What the task requires: Please return, with no alterations, the lines below from the very first through the one that contains "impl<I: NodeKey> NameArena<I>".
---------- Material supplied ----------
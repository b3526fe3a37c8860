//! Dependency graph core shared by the module-level and function-level
//! pipelines.
//!
//! Node identities are opaque newtypes (`ModuleId`, `FunctionId`) backed by a
//! [`NameArena`] that interns canonical names. Ids are allocated from the
//! lexicographically sorted name list, so the derived `Ord` on an id matches
//! lexicographic order on its name. Cycle canonicalization (rotate to the
//! minimum id) therefore rotates to the lexicographically smallest node.

use std::{fmt, hash::Hash, marker::PhantomData};

use indexmap::IndexSet;
use petgraph::{
    Direction,
    graph::{DiGraph, NodeIndex},
};
use rustc_hash::{FxHashMap, FxHashSet};

/// Common contract for graph node identifiers.
pub trait NodeKey: Copy + Eq + Hash + Ord + fmt::Debug {
    fn from_index(index: usize) -> Self;
    fn index(self) -> usize;
}

/// Unique identifier for a module within one analysis run.
#[derive(Debug, Clone, Copy, PartialEq, Eq, PartialOrd, Ord, Hash)]
pub struct ModuleId(u32);

/// Unique identifier for a qualified function within one analysis run.
#[derive(Debug, Clone, Copy, PartialEq, Eq, PartialOrd, Ord, Hash)]
pub struct FunctionId(u32);

impl NodeKey for ModuleId {
    fn from_index(index: usize) -> Self {
        Self(index as u32)
    }

    fn index(self) -> usize {
        self.0 as usize
    }
}

impl NodeKey for FunctionId {
    fn from_index(index: usize) -> Self {
        Self(index as u32)
    }

    fn index(self) -> usize {
        self.0 as usize
    }
}

/// Interner mapping ids of one key type to their canonical names.
///
/// Built once per graph from the full node set; names are sorted before
/// interning so that id order equals name order.
#[derive(Debug, Clone)]
pub struct NameArena<I: NodeKey> {
    names: IndexSet<String>,
    _key: PhantomData<I>,
}

impl<I: NodeKey> NameArena<I> {
    /// Intern the given names, sorted and deduplicated.
    pub fn from_names(names: impl IntoIterator<Item = String>) -> Self {
        let mut sorted: Vec<String> = names.into_iter().collect();
        sorted.sort();
        sorted.dedup();
        Self {
            names: sorted.into_iter().collect(),
            _key: PhantomData,
        }
    }

    /// Look up the id for a canonical name.
    pub fn get(&self, name: &str) -> Option<I> {
        self.names.get_index_of(name).map(I::from_index)
    }

    /// Resolve an id back to its canonical name.
    ///
    /// Panics if the id was not produced by this arena.
    pub fn name(&self, id: I) -> &str {
        self.names
            .get_index(id.index())
            .expect("id out of range for arena")
    }

    pub fn len(&self) -> usize {
        self.names.len()
    }

    pub fn is_empty(&self) -> bool {
        self.names.is_empty()
    }

    /// All ids in ascending (lexicographic-name) order.
    pub fn ids(&self) -> impl Iterator<Item = I> + '_ {
        (0..self.names.len()).map(I::from_index)
    }
}

/// Directed dependency graph over interned node ids.
///
/// Backed by a petgraph `DiGraph` with an id-to-index side table. Edges are
/// deduplicated; self-edges are rejected at insertion so the cycle finder
/// never sees a length-one loop.
#[derive(Debug, Clone)]
pub struct DepGraph<I: NodeKey> {
    graph: DiGraph<I, ()>,
    indices: FxHashMap<I, NodeIndex>,
}

impl<I: NodeKey> DepGraph<I> {
    /// Create a graph containing the given nodes and no edges.
    pub fn with_nodes(ids: impl IntoIterator<Item = I>) -> Self {
        let mut graph = DiGraph::new();
        let mut indices = FxHashMap::default();
        for id in ids {
            indices.entry(id).or_insert_with(|| graph.add_node(id));
        }
        Self { graph, indices }
    }

    /// Add a directed edge, ignoring self-references and unknown endpoints.
    pub fn add_edge(&mut self, from: I, to: I) {
        if from == to {
            return;
        }
        if let (Some(&a), Some(&b)) = (self.indices.get(&from), self.indices.get(&to)) {
            self.graph.update_edge(a, b, ());
        }
    }

    pub fn contains_edge(&self, from: I, to: I) -> bool {
        match (self.indices.get(&from), self.indices.get(&to)) {
            (Some(&a), Some(&b)) => self.graph.find_edge(a, b).is_some(),
            _ => false,
        }
    }

    pub fn node_count(&self) -> usize {
        self.graph.node_count()
    }

    pub fn edge_count(&self) -> usize {
        self.graph.edge_count()
    }

    /// All node ids in ascending order.
    pub fn nodes(&self) -> Vec<I> {
        let mut ids: Vec<I> = self.indices.keys().copied().collect();
        ids.sort();
        ids
    }

    /// Outgoing neighbors of a node in ascending order.
    pub fn neighbors(&self, id: I) -> Vec<I> {
        let Some(&idx) = self.indices.get(&id) else {
            return Vec::new();
        };
        let mut out: Vec<I> = self
            .graph
            .neighbors_directed(idx, Direction::Outgoing)
            .map(|n| self.graph[n])
            .collect();
        out.sort();
        out
    }

    pub fn out_degree(&self, id: I) -> usize {
        self.indices
            .get(&id)
            .map_or(0, |&idx| self.graph.edges(idx).count())
    }

    pub fn max_out_degree(&self) -> usize {
        self.indices
            .values()
            .map(|&idx| self.graph.edges(idx).count())
            .max()
            .unwrap_or(0)
    }

    /// Simulate extracting one node: a copy of the graph without the node and
    /// without any edge touching it.
    pub fn without_node(&self, removed: I) -> Self {
        let mut pruned = Self::with_nodes(self.nodes().into_iter().filter(|&id| id != removed));
        for from in pruned.nodes() {
            for to in self.neighbors(from) {
                if to != removed {
                    pruned.add_edge(from, to);
                }
            }
        }
        pruned
    }

    /// Find cycles with an explicit-stack depth-first search.
    ///
    /// Starts are taken in ascending id order for determinism. When a gray
    /// (on-path) node is re-encountered, the path segment from its first
    /// occurrence forms a cycle; it is rotated to its minimum element so the
    /// same cycle found from different entry points deduplicates. The explicit
    /// stack keeps deep call graphs from overflowing the thread stack.
    pub fn find_cycles(&self) -> Vec<Vec<I>> {
        #[derive(Clone, Copy, PartialEq)]
        enum Color {
            White,
            Gray,
            Black,
        }

        struct Frame<I> {
            id: I,
            neighbors: Vec<I>,
            next: usize,
        }

        let mut colors: FxHashMap<I, Color> = self
            .indices
            .keys()
            .map(|&id| (id, Color::White))
            .collect();
        let mut cycles: Vec<Vec<I>> = Vec::new();
        let mut seen: FxHashSet<Vec<I>> = FxHashSet::default();

        for start in self.nodes() {
            if colors[&start] != Color::White {
                continue;
            }
            let mut stack = vec![Frame {
                id: start,
                neighbors: self.neighbors(start),
                next: 0,
            }];
            let mut path = vec![start];
            colors.insert(start, Color::Gray);

            while let Some(frame) = stack.last_mut() {
                if frame.next < frame.neighbors.len() {
                    let next = frame.neighbors[frame.next];
                    frame.next += 1;
                    match colors[&next] {
                        Color::White => {
                            colors.insert(next, Color::Gray);
                            path.push(next);
                            stack.push(Frame {
                                id: next,
                                neighbors: self.neighbors(next),
                                next: 0,
                            });
                        }
                        Color::Gray => {
                            if let Some(pos) = path.iter().position(|&n| n == next) {
                                let mut cycle = path[pos..].to_vec();
                                canonicalize_cycle(&mut cycle);
                                if seen.insert(cycle.clone()) {
                                    cycles.push(cycle);
                                }
                            }
                        }
                        Color::Black => {}
                    }
                } else {
                    colors.insert(frame.id, Color::Black);
                    stack.pop();
                    path.pop();
                }
            }
        }

        cycles
    }
}

/// Rotate a cycle so it starts at its minimum element.
///
/// Idempotent: re-canonicalizing an already-canonical cycle is a no-op. The
/// closing edge back to the first element is implicit; the terminal node is
/// not repeated.
pub fn canonicalize_cycle<I: NodeKey>(cycle: &mut Vec<I>) {
    if cycle.is_empty() {
        return;
    }
    let min_pos = cycle
        .iter()
        .enumerate()
        .min_by_key(|(_, id)| **id)
        .map(|(pos, _)| pos)
        .unwrap_or(0);
    cycle.rotate_left(min_pos);
}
----------
Result for this exercise:
repository b3526fe3a37c8860
//! Dependency graph core shared by the module-level and function-level
//! pipelines.
//!
//! Node identities are opaque newtypes (`ModuleId`, `FunctionId`) backed by a
//! [`NameArena`] that interns canonical names. Ids are allocated from the
//! lexicographically sorted name list, so the derived `Ord` on an id matches
//! lexicographic order on its name. Cycle canonicalization (rotate to the
//! minimum id) therefore rotates to the lexicographically smallest node.

use std::{fmt, hash::Hash, marker::PhantomData};

use indexmap::IndexSet;
use petgraph::{
    Direction,
    graph::{DiGraph, NodeIndex},
};
use rustc_hash::{FxHashMap, FxHashSet};

/// Common contract for graph node identifiers.
pub trait NodeKey: Copy + Eq + Hash + Ord + fmt::Debug {
    fn from_index(index: usize) -> Self;
    fn index(self) -> usize;
}

/// Unique identifier for a module within one analysis run.
#[derive(Debug, Clone, Copy, PartialEq, Eq, PartialOrd, Ord, Hash)]
pub struct ModuleId(u32);

/// Unique identifier for a qualified function within one analysis run.
#[derive(Debug, Clone, Copy, PartialEq, Eq, PartialOrd, Ord, Hash)]
pub struct FunctionId(u32);

impl NodeKey for ModuleId {
    fn from_index(index: usize) -> Self {
        Self(index as u32)
    }

    fn index(self) -> usize {
        self.0 as usize
    }
}

impl NodeKey for FunctionId {
    fn from_index(index: usize) -> Self {
        Self(index as u32)
    }

    fn index(self) -> usize {
        self.0 as usize
    }
}

/// Interner mapping ids of one key type to their canonical names.
///
/// Built once per graph from the full node set; names are sorted before
/// interning so that id order equals name order.
#[derive(Debug, Clone)]
pub struct NameArena<I: NodeKey> {
    names: IndexSet<String>,
    _key: PhantomData<I>,
}

impl<I: NodeKey> NameArena<I> {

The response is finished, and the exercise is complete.